TCR-mediated hyper-responsiveness of autoimmune G alpha i2(-/-) mice is an intrinsic naive CD4(+) T cell disorder selective for the G alpha i2 subunit

Heterotrimeric Gi signaling regulates immune homeostasis, since autoimmunity occurs upon disruption of this pathway. However, the role of the lymphocyte-expressed Galphai subunits (Galphai2 and 3) on T cell activation and cytokine production is poorly understood. To examine this role, we studied T lymphocytes from mice deficient in the Galphai2 or Galphai3 subunits. Galphai2(-/-) but not Galphai3(-/-) splenocytes were hyper-responsive for IFN-gamma and IL-4 production following activation through the TCR. Galphai2(-/-) T cells had a relaxed costimulatory requirement for IL-2 secretion and proliferation compared to wild-type cells. Purified naive Galphai2(-/-) T cells produced more IL-2 than naive wild-type T cells following TCR activation, indicating that the hyper-responsive cytokine profile was not due to the expanded Galphai2(-/-), memory T cells, but involved an intrinsic T cell alteration. Cytokine hyper-responsiveness was not seen when purified Galphai2(-/-) T cells were stimulated with phorbol myristic acetate/ionomycin, localizing the alteration to a proximal TCR-specific signaling pathway.

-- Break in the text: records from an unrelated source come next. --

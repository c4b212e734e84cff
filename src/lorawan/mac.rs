use heapless::Vec;

use super::commands::{DownlinkCommand, DownlinkCommands, UplinkCommand};
use super::frame::{FrameError, MAX_FOPTS_SIZE};
use super::region::{DataRate, DataRateIndex, Region};
use crate::config::device::DeviceConfig;
use crate::{debug, info, warn};

/// Power restored when the data rate is stepped down
pub const ADR_BACKOFF_TX_POWER_DBM: i8 = 14;

/// Highest RX1 data rate offset accepted by RxParamSetupReq
pub const MAX_RX1_DR_OFFSET: u8 = 5;

/// Answers waiting for the next uplink
const MAX_PENDING_ANSWERS: usize = 8;

/// MAC layer error
#[derive(Debug, Clone, Copy, PartialEq, Eq)]
#[cfg_attr(feature = "defmt", derive(defmt::Format))]
pub enum MacError<E> {
    /// Radio error
    Radio(E),
    /// Frame could not be encoded or decoded
    Frame(FrameError),
    /// Region has no enabled uplink channel
    NoChannel,
    /// Data rate has no spreading factor / bandwidth mapping
    UnknownDataRate(DataRateIndex),
    /// Radio was transmitting when a receive window closed
    TransmitDuringWindowClose,
    /// Retransmission counter would go negative
    AttemptsUnderflow,
    /// Retransmission requested while no confirmed uplink is pending
    NotWaitingAck,
}

impl<E> MacError<E> {
    /// Whether the error indicates a scheduling defect rather than a
    /// recoverable condition
    pub fn is_fatal(&self) -> bool {
        matches!(
            self,
            MacError::TransmitDuringWindowClose | MacError::AttemptsUnderflow
        )
    }
}

impl<E> From<FrameError> for MacError<E> {
    fn from(error: FrameError) -> Self {
        MacError::Frame(error)
    }
}

/// Validation result of an RxParamSetupReq
#[derive(Debug, Clone, Copy, PartialEq, Eq)]
#[cfg_attr(feature = "defmt", derive(defmt::Format))]
pub struct RxParamSetupStatus {
    /// RX1 data rate offset within range
    pub offset_ok: bool,
    /// RX2 data rate maps to a spreading factor and bandwidth
    pub data_rate_ok: bool,
}

impl RxParamSetupStatus {
    /// Answer to send back to the network
    pub fn answer(&self) -> UplinkCommand {
        UplinkCommand::RxParamSetupAns {
            rx1_dr_offset_ack: self.offset_ok,
            rx2_data_rate_ack: self.data_rate_ok,
            channel_ack: true,
        }
    }
}

/// Live MAC parameters, updated by MAC commands and rate adaptation
#[derive(Debug, Clone)]
pub struct MacParams {
    /// Uplink data rate
    pub data_rate: DataRateIndex,
    /// Uplink power in dBm
    pub tx_power_dbm: i8,
    /// Offset between uplink data rate and RX1 data rate
    pub rx1_dr_offset: u8,
    /// RX2 frequency in Hz
    pub rx2_frequency: u32,
    /// RX2 data rate
    pub rx2_data_rate: DataRateIndex,
    /// Step the data rate down on repeated retransmissions
    pub adaptive_data_rate: bool,
    /// Battery level reported in DevStatusAns
    pub battery_level: u8,
    answers: Vec<UplinkCommand, MAX_PENDING_ANSWERS>,
}

impl MacParams {
    /// Initial parameters from the device configuration
    pub fn from_config(config: &DeviceConfig) -> Self {
        Self {
            data_rate: config.data_rate,
            tx_power_dbm: config.tx_power_dbm,
            rx1_dr_offset: config.rx1_dr_offset,
            rx2_frequency: config.rx2_frequency,
            rx2_data_rate: config.rx2_data_rate,
            adaptive_data_rate: config.adaptive_data_rate,
            battery_level: config.battery_level,
            answers: Vec::new(),
        }
    }

    /// Data rate of the first receive window
    pub fn rx1_data_rate<REG: Region>(&self, region: &REG) -> DataRateIndex {
        region.rx1_data_rate(self.data_rate, self.rx1_dr_offset)
    }

    /// Spreading factor and bandwidth for RX2, falling back to the region
    /// default when the configured data rate has no mapping
    pub fn rx2_modulation<REG: Region>(&self, region: &REG) -> DataRate {
        resolve_data_rate(region, self.rx2_data_rate)
    }

    /// Spreading factor and bandwidth for RX1
    pub fn rx1_modulation<REG: Region>(&self, region: &REG) -> DataRate {
        resolve_data_rate(region, self.rx1_data_rate(region))
    }

    /// Process every command found in an FOpts field or a port 0 payload
    pub fn process_commands<REG: Region>(&mut self, region: &REG, bytes: &[u8]) {
        for command in DownlinkCommands::new(bytes) {
            self.process_command(region, command);
        }
    }

    /// Process a single downlink command, queueing any answer
    pub fn process_command<REG: Region>(&mut self, region: &REG, command: DownlinkCommand) {
        match command {
            DownlinkCommand::RxParamSetupReq {
                rx1_dr_offset,
                rx2_data_rate,
                frequency,
            } => {
                self.on_rx_param_setup_req(region, rx1_dr_offset, rx2_data_rate, frequency);
            }
            DownlinkCommand::DevStatusReq => {
                self.queue_answer(UplinkCommand::DevStatusAns {
                    battery: self.battery_level,
                    margin: 0,
                });
            }
            DownlinkCommand::LinkCheckAns {
                margin,
                gateway_count,
            } => {
                info!("Link check: margin {} dB, {} gateways", margin, gateway_count);
            }
            DownlinkCommand::Unsupported { cid } => {
                debug!("Ignoring MAC command {}", cid);
            }
        }
    }

    /// Apply an RxParamSetupReq and queue its answer
    ///
    /// The requested values are written to the live parameters even when
    /// validation fails; the network learns about invalid values only from
    /// the answer flags. The frequency is not validated.
    pub fn on_rx_param_setup_req<REG: Region>(
        &mut self,
        region: &REG,
        rx1_dr_offset: u8,
        rx2_data_rate: DataRateIndex,
        frequency: u32,
    ) -> RxParamSetupStatus {
        let status = RxParamSetupStatus {
            offset_ok: rx1_dr_offset <= MAX_RX1_DR_OFFSET,
            data_rate_ok: region.data_rate(rx2_data_rate).is_some(),
        };
        if !status.offset_ok || !status.data_rate_ok {
            warn!(
                "RxParamSetupReq with invalid values applied: offset {} (ok {}), DR{} (ok {})",
                rx1_dr_offset, status.offset_ok, rx2_data_rate, status.data_rate_ok
            );
        }

        self.rx1_dr_offset = rx1_dr_offset;
        self.rx2_data_rate = rx2_data_rate;
        self.rx2_frequency = frequency;

        debug!("Adding RxParamSetupAns reply");
        self.queue_answer(status.answer());
        status
    }

    /// Back off the uplink data rate before sending a confirmed frame
    ///
    /// `attempts_left` counts the transmissions still allowed after this
    /// one. A step is taken when that count is even and below
    /// `max_transmissions`, while the data rate is above the region floor.
    /// Returns whether a step was taken.
    pub fn step_data_rate<REG: Region>(
        &mut self,
        region: &REG,
        attempts_left: u8,
        max_transmissions: u8,
    ) -> bool {
        if !self.adaptive_data_rate
            || attempts_left >= max_transmissions
            || attempts_left % 2 != 0
            || self.data_rate <= region.min_data_rate()
        {
            return false;
        }
        self.tx_power_dbm = ADR_BACKOFF_TX_POWER_DBM;
        self.data_rate -= 1;
        debug!(
            "{} attempts left: stepping down to DR{}",
            attempts_left, self.data_rate
        );
        true
    }

    /// Answers waiting for the next uplink
    pub fn pending_answers(&self) -> &[UplinkCommand] {
        &self.answers
    }

    /// Encode pending answers into an FOpts field, keeping them queued
    pub fn fopts(&self) -> Vec<u8, MAX_FOPTS_SIZE> {
        let mut fopts = Vec::new();
        for answer in &self.answers {
            if fopts.len() + answer.len() > MAX_FOPTS_SIZE {
                warn!("FOpts full, answer deferred");
                break;
            }
            // Length checked above
            let _ = answer.write_to(&mut fopts);
        }
        fopts
    }

    /// Encode pending answers into an FOpts field and clear the queue
    pub fn take_fopts(&mut self) -> Vec<u8, MAX_FOPTS_SIZE> {
        let fopts = self.fopts();
        self.clear_answers();
        fopts
    }

    /// Drop every queued answer
    pub fn clear_answers(&mut self) {
        self.answers.clear();
    }

    fn queue_answer(&mut self, answer: UplinkCommand) {
        if self.answers.push(answer).is_err() {
            warn!("MAC answer queue full, dropping answer");
        }
    }
}

fn resolve_data_rate<REG: Region>(region: &REG, index: DataRateIndex) -> DataRate {
    match region.data_rate(index) {
        Some(data_rate) => data_rate,
        None => {
            let (_, fallback) = region.rx2_window();
            warn!("DR{} has no mapping, listening at DR{}", index, fallback);
            region
                .data_rate(fallback)
                .unwrap_or(DataRate {
                    spreading_factor: 12,
                    bandwidth: 125_000,
                })
        }
    }
}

Galphai2(-/-) CD4(+) T cells were distinguished from wild-type or Galphai3(-/-) T cells by a globally augmented TCR-induced calcium response. These findings indicate that Galphai2(-/-) mice have an intrinsic CD4(+) T cell abnormality in TCR signaling which may be one cause of augmented T cell effector function and Galphai2(-/-) autoimmune susceptibility.